Suppose $f$ is continuous on the boundary of a disc $D \subset \mathbb{C}$. Suppose further that $$\int_{\partial D} f(\zeta) \zeta^k d\zeta =0$$ for all $k \in \mathbb{Z}_{\geq 0}$. Is it possible to extend $f$ to be a holomorphic function within $D$?

I'm almost certain that if so, we would require the use of the Cauchy integral formula.

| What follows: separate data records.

use async_trait::async_trait;
use chrono::{DateTime, Utc};
use sqlx::{FromRow, PgPool};
use uuid::Uuid;

use super::SessionStore;
use crate::core::error::{AppError, Result};
use crate::features::uploads::models::{UploadSession, UploadStatus};

/// Session store shared by several server processes through PostgreSQL
pub struct PgSessionStore {
    pool: PgPool,
}

impl PgSessionStore {
    pub fn new(pool: PgPool) -> Self {
        Self { pool }
    }
}

/// Database row for `upload_sessions`
#[derive(Debug, FromRow)]
struct UploadSessionRow {
    upload_id: Uuid,
    filename: String,
    total_size: i64,
    mime_type: String,
    chunk_size: i64,
    total_chunks: i32,
    received_chunks: Vec<i32>,
    status: String,
    associated_entity_id: Option<Uuid>,
    final_location: Option<String>,
    checksum: Option<String>,
    version: i64,
    created_at: DateTime<Utc>,
    last_activity_at: DateTime<Utc>,
    finished_at: Option<DateTime<Utc>>,
}

impl TryFrom<UploadSessionRow> for UploadSession {
    type Error = AppError;

    fn try_from(row: UploadSessionRow) -> Result<Self> {
        let status = row
            .status
            .parse::<UploadStatus>()
            .map_err(AppError::Internal)?;

        Ok(UploadSession {
            upload_id: row.upload_id,
            filename: row.filename,
            total_size: row.total_size as u64,
            mime_type: row.mime_type,
            chunk_size: row.chunk_size as u64,
            total_chunks: row.total_chunks as u32,
            received_chunks: row.received_chunks.into_iter().map(|i| i as u32).collect(),
            status,
            associated_entity_id: row.associated_entity_id,
            final_location: row.final_location,
            checksum: row.checksum,
            version: row.version,
            created_at: row.created_at,
            last_activity_at: row.last_activity_at,
            finished_at: row.finished_at,
        })
    }
}

fn received_as_db(session: &UploadSession) -> Vec<i32> {
    session.received_chunks.iter().map(|&i| i as i32).collect()
}

const SELECT_COLUMNS: &str = r#"
    upload_id, filename, total_size, mime_type, chunk_size, total_chunks,
    received_chunks, status, associated_entity_id, final_location, checksum,
    version, created_at, last_activity_at, finished_at
"#;

#[async_trait]
impl SessionStore for PgSessionStore {
    async fn insert(&self, session: &UploadSession) -> Result<()> {
        sqlx::query(
            r#"
            INSERT INTO upload_sessions (
                upload_id, filename, total_size, mime_type, chunk_size, total_chunks,
                received_chunks, status, associated_entity_id, final_location, checksum,
                version, created_at, last_activity_at, finished_at
            )
            VALUES ($1, $2, $3, $4, $5, $6, $7, $8, $9, $10, $11, $12, $13, $14, $15)
            "#,
        )
        .bind(session.upload_id)
        .bind(&session.filename)
        .bind(session.total_size as i64)
        .bind(&session.mime_type)
        .bind(session.chunk_size as i64)
        .bind(session.total_chunks as i32)
        .bind(received_as_db(session))
        .bind(session.status.as_str())
        .bind(session.associated_entity_id)
        .bind(&session.final_location)
        .bind(&session.checksum)
        .bind(session.version)
        .bind(session.created_at)
        .bind(session.last_activity_at)
        .bind(session.finished_at)
        .execute(&self.pool)
        .await?;

        Ok(())
    }

    async fn get(&self, upload_id: Uuid) -> Result<Option<UploadSession>> {
        let row = sqlx::query_as::<_, UploadSessionRow>(&format!(
            "SELECT {} FROM upload_sessions WHERE upload_id = $1",
            SELECT_COLUMNS
        ))
        .bind(upload_id)
        .fetch_optional(&self.pool)
        .await?;

        row.map(UploadSession::try_from).transpose()
    }

    async fn compare_and_swap(
        &self,
        expected_version: i64,
        session: &UploadSession,
    ) -> Result<bool> {
        let result = sqlx::query(
            r#"
            UPDATE upload_sessions
            SET filename = $3,
                received_chunks = $4,
                status = $5,
                final_location = $6,
                checksum = $7,
                version = $8,
                last_activity_at = $9,
                finished_at = $10
            WHERE upload_id = $1 AND version = $2
            "#,
        )
        .bind(session.upload_id)
        .bind(expected_version)
        .bind(&session.filename)
        .bind(received_as_db(session))
        .bind(session.status.as_str())
        .bind(&session.final_location)
        .bind(&session.checksum)
        .bind(session.version)
        .bind(session.last_activity_at)
        .bind(session.finished_at)
        .execute(&self.pool)
        .await?;

        Ok(result.rows_affected() == 1)
    }

    async fn delete(&self, upload_id: Uuid) -> Result<bool> {
        let result = sqlx::query("DELETE FROM upload_sessions WHERE upload_id = $1")
            .bind(upload_id)
            .execute(&self.pool)
            .await?;

        Ok(result.rows_affected() > 0)
    }

    async fn list(&self) -> Result<Vec<UploadSession>> {
        let rows = sqlx::query_as::<_, UploadSessionRow>(&format!(
            "SELECT {} FROM upload_sessions ORDER BY created_at",
            SELECT_COLUMNS
        ))
        .fetch_all(&self.pool)
        .await?;

        rows.into_iter().map(UploadSession::try_from).collect()
    }
}
//! Persistence for upload session records
//!
//! The registry never mutates a stored session in place: it reads a copy,
//! applies the change, bumps `version` and writes it back with
//! [`SessionStore::compare_and_swap`]. Two concurrent writers can therefore
//! never both succeed against the same version.

mod memory;
mod postgres;

pub use memory::MemorySessionStore;
pub use postgres::PgSessionStore;

use async_trait::async_trait;
use uuid::Uuid;

use crate::core::error::Result;
use crate::features::uploads::models::UploadSession;

#[async_trait]
pub trait SessionStore: Send + Sync {
    /// Store a brand-new session
    async fn insert(&self, session: &UploadSession) -> Result<()>;

    async fn get(&self, upload_id: Uuid) -> Result<Option<UploadSession>>;

    /// Replace the stored session only if its version still equals
    /// `expected_version`. Returns `false` when another writer got there
    /// first or the session no longer exists.
    async fn compare_and_swap(&self, expected_version: i64, session: &UploadSession)
        -> Result<bool>;

    /// Remove a session record; `false` if it did not exist
    async fn delete(&self, upload_id: Uuid) -> Result<bool>;

    async fn list(&self) -> Result<Vec<UploadSession>>;
}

I've been attempting to mess around with the difference $$\Bigg \| f(z) - \int_{\Gamma} \frac{f(\zeta)}{\zeta - z}d\zeta \Bigg \|,$$ but have yet to obtain anything useful.

Answer 1

No, not necessarily. Take for example $f(z) = \frac{1}{z}$ and $D$ as the unit disc. Then the integral vanishes for every $k \ge 1$, but $f$ can't be extended to a holomorphic function (since the integral doesn't vanish for $k=0$).

Answer 2

• Assume that $f$ is Hölder continuous on the boundary. Then for $|z| = 1$ : $f(z) = \sum_{k=-\infty}^\infty c_k z^k$ where $c_k = \frac{1}{2i\pi} \int_{|z|=1} f(z) z^{-k-1}dz$ are the Fourier coefficients.

  $\int_{|z| = 1} f(z)z^{-k-1} dz = 0$ for $k < 0$ means that $c_k = 0$ for $k < 0$, i.e. $$ f(z) = \sum_{k=0}^\infty c_k z^k \qquad (|z|=1)$$ and by the properties of power series, this series converges and is analytic on $|z| < 1$ and is continuous on $|z| \le 1$.

• If we only know that $f$ is continuous, then its Fourier series doesn't have to converge, but the same analysis shows that $g(z) = \sum_{k=-\infty}^\infty c_k z^k = \sum_{k=0}^\infty c_k z^k $ is analytic on $|z| < 1$ and this is again the analytic extension we want, its limit as $|z| \to 1$ again coincides with $f$.